Extracted records
* * * * * * * * *

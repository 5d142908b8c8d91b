//! Symbol table: three namespaces per spec.md §3 — routines and types
//! flat and program-wide, variables a stack of scopes with most-local-
//! first lookup. A plain `Vec<FxHashMap<Symbol, Type>>` rather than the
//! teacher's rib-tree-with-parent-links: spec.md §9 explicitly calls a
//! vector of maps sufficient ("lookups remain O(scope-depth) which is
//! fine"), and IL scopes nest and pop strictly, never needing to resume
//! a closed-over parent after the fact.

use crate::types::{RoutineSig, Type};
use ilc_util::{FxHashMap, Symbol};

pub struct SymbolTable {
    routines: FxHashMap<Symbol, RoutineSig>,
    types: FxHashMap<Symbol, Type>,
    variables: Vec<FxHashMap<Symbol, Type>>,
}

impl SymbolTable {
    pub fn new() -> Self {
        let mut types = FxHashMap::default();
        for name in ["integer", "real", "boolean", "string", "void"] {
            types.insert(Symbol::intern(name), Type::Simple(Symbol::intern(name)));
        }
        Self {
            routines: FxHashMap::default(),
            types,
            variables: vec![FxHashMap::default()],
        }
    }

    pub fn is_builtin_type(name: Symbol) -> bool {
        matches!(
            name.as_str(),
            "integer" | "real" | "boolean" | "string" | "void"
        )
    }

    // -- routines --------------------------------------------------------

    /// Returns `false` if `name` was already registered.
    pub fn declare_routine(&mut self, name: Symbol, sig: RoutineSig) -> bool {
        if self.routines.contains_key(&name) {
            return false;
        }
        self.routines.insert(name, sig);
        true
    }

    pub fn lookup_routine(&self, name: Symbol) -> Option<&RoutineSig> {
        self.routines.get(&name)
    }

    // -- types -------------------------------------------------------------

    /// Returns `false` if `name` collides with a built-in or an
    /// already-declared user type.
    pub fn declare_type(&mut self, name: Symbol, ty: Type) -> bool {
        if self.types.contains_key(&name) {
            return false;
        }
        self.types.insert(name, ty);
        true
    }

    pub fn lookup_type(&self, name: Symbol) -> Option<&Type> {
        self.types.get(&name)
    }

    // -- variables ---------------------------------------------------------

    pub fn push_scope(&mut self) {
        self.variables.push(FxHashMap::default());
    }

    pub fn pop_scope(&mut self) {
        self.variables.pop();
        debug_assert!(!self.variables.is_empty(), "popped the global scope");
    }

    /// Returns `false` if `name` is already declared in the *current*
    /// (innermost) scope — shadowing an outer scope's variable is fine,
    /// redeclaring within the same scope is not.
    pub fn declare_var(&mut self, name: Symbol, ty: Type) -> bool {
        let scope = self.variables.last_mut().expect("at least one scope");
        if scope.contains_key(&name) {
            return false;
        }
        scope.insert(name, ty);
        true
    }

    pub fn lookup_var(&self, name: Symbol) -> Option<&Type> {
        self.variables.iter().rev().find_map(|scope| scope.get(&name))
    }
}

impl Default for SymbolTable {
    fn default() -> Self {
        Self::new()
    }
}

#[cfg(test)]
mod tests {
    use super::*;

    #[test]
    fn builtin_types_are_preloaded() {
        let table = SymbolTable::new();
        assert!(table.lookup_type(Symbol::intern("integer")).is_some());
    }

    #[test]
    fn duplicate_type_declaration_is_rejected() {
        let mut table = SymbolTable::new();
        assert!(!table.declare_type(Symbol::intern("integer"), Type::integer()));
    }

    #[test]
    fn variable_shadowing_across_scopes_is_allowed() {
        let mut table = SymbolTable::new();
        table.declare_var(Symbol::intern("x"), Type::integer());
        table.push_scope();
        assert!(table.declare_var(Symbol::intern("x"), Type::real()));
        assert_eq!(table.lookup_var(Symbol::intern("x")), Some(&Type::real()));
        table.pop_scope();
        assert_eq!(table.lookup_var(Symbol::intern("x")), Some(&Type::integer()));
    }

    #[test]
    fn redeclaration_within_same_scope_is_rejected() {
        let mut table = SymbolTable::new();
        assert!(table.declare_var(Symbol::intern("x"), Type::integer()));
        assert!(!table.declare_var(Symbol::intern("x"), Type::real()));
    }

    #[test]
    fn routine_lookup_after_declaration() {
        let mut table = SymbolTable::new();
        let sig = RoutineSig { params: vec![Type::integer()], return_type: Some(Type::integer()) };
        assert!(table.declare_routine(Symbol::intern("f"), sig));
        assert!(table.lookup_routine(Symbol::intern("f")).is_some());
    }
}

* * * * * * * * *

Task instructions
Please print each entry once more, exactly as it reads.

Task response
repository 5d142908b8c8d91b
//! Symbol table: three namespaces per spec.md §3 — routines and types
//! flat and program-wide, variables a stack of scopes with most-local-
//! first lookup. A plain `Vec<FxHashMap<Symbol, Type>>` rather than the
//! teacher's rib-tree-with-parent-links: spec.md §9 explicitly calls a
//! vector of maps sufficient ("lookups remain O(scope-depth) which is
//! fine"), and IL scopes nest and pop strictly, never needing to resume
//! a closed-over parent after the fact.

use crate::types::{RoutineSig, Type};
use ilc_util::{FxHashMap, Symbol};

pub struct SymbolTable {
    routines: FxHashMap<Symbol, RoutineSig>,
    types: FxHashMap<Symbol, Type>,
    variables: Vec<FxHashMap<Symbol, Type>>,
}

impl SymbolTable {
    pub fn new() -> Self {
        let mut types = FxHashMap::default();
        for name in ["integer", "real", "boolean", "string", "void"] {
            types.insert(Symbol::intern(name), Type::Simple(Symbol::intern(name)));
        }
        Self {
            routines: FxHashMap::default(),
            types,
            variables: vec![FxHashMap::default()],
        }
    }

    pub fn is_builtin_type(name: Symbol) -> bool {
        matches!(
            name.as_str(),
            "integer" | "real" | "boolean" | "string" | "void"
        )
    }

    // -- routines --------------------------------------------------------

    /// Returns `false` if `name` was already registered.
    pub fn declare_routine(&mut self, name: Symbol, sig: RoutineSig) -> bool {
        if self.routines.contains_key(&name) {
            return false;
        }
        self.routines.insert(name, sig);
        true
    }

    pub fn lookup_routine(&self, name: Symbol) -> Option<&RoutineSig> {
        self.routines.get(&name)
    }

    // -- types -------------------------------------------------------------

    /// Returns `false` if `name` collides with a built-in or an
    /// already-declared user type.
    pub fn declare_type(&mut self, name: Symbol, ty: Type) -> bool {
        if self.types.contains_key(&name) {
            return false;
        }
        self.types.insert(name, ty);
        true
    }

    pub fn lookup_type(&self, name: Symbol) -> Option<&Type> {
        self.types.get(&name)
    }

    // -- variables ---------------------------------------------------------

    pub fn push_scope(&mut self) {
        self.variables.push(FxHashMap::default());
    }

    pub fn pop_scope(&mut self) {
        self.variables.pop();
        debug_assert!(!self.variables.is_empty(), "popped the global scope");
    }

    /// Returns `false` if `name` is already declared in the *current*
    /// (innermost) scope — shadowing an outer scope's variable is fine,
    /// redeclaring within the same scope is not.
    pub fn declare_var(&mut self, name: Symbol, ty: Type) -> bool {
        let scope = self.variables.last_mut().expect("at least one scope");
        if scope.contains_key(&name) {
            return false;
        }
        scope.insert(name, ty);
        true
    }

    pub fn lookup_var(&self, name: Symbol) -> Option<&Type> {
        self.variables.iter().rev().find_map(|scope| scope.get(&name))
    }
}

impl Default for SymbolTable {
    fn default() -> Self {
        Self::new()
    }
}

#[cfg(test)]
mod tests {
    use super::*;

    #[test]
    fn builtin_types_are_preloaded() {
        let table = SymbolTable::new();
        assert!(table.lookup_type(Symbol::intern("integer")).is_some());
    }

    #[test]
    fn duplicate_type_declaration_is_rejected() {
        let mut table = SymbolTable::new();
        assert!(!table.declare_type(Symbol::intern("integer"), Type::integer()));
    }

    #[test]
    fn variable_shadowing_across_scopes_is_allowed() {
        let mut table = SymbolTable::new();
        table.declare_var(Symbol::intern("x"), Type::integer());
        table.push_scope();
        assert!(table.declare_var(Symbol::intern("x"), Type::real()));
        assert_eq!(table.lookup_var(Symbol::intern("x")), Some(&Type::real()));
        table.pop_scope();
        assert_eq!(table.lookup_var(Symbol::intern("x")), Some(&Type::integer()));
    }

    #[test]
    fn redeclaration_within_same_scope_is_rejected() {
        let mut table = SymbolTable::new();
        assert!(table.declare_var(Symbol::intern("x"), Type::integer()));
        assert!(!table.declare_var(Symbol::intern("x"), Type::real()));
    }

    #[test]
    fn routine_lookup_after_declaration() {
        let mut table = SymbolTable::new();
        let sig = RoutineSig { params: vec![Type::integer()], return_type: Some(Type::integer()) };
        assert!(table.declare_routine(Symbol::intern("f"), sig));
        assert!(table.lookup_routine(Symbol::intern("f")).is_some());
    }
}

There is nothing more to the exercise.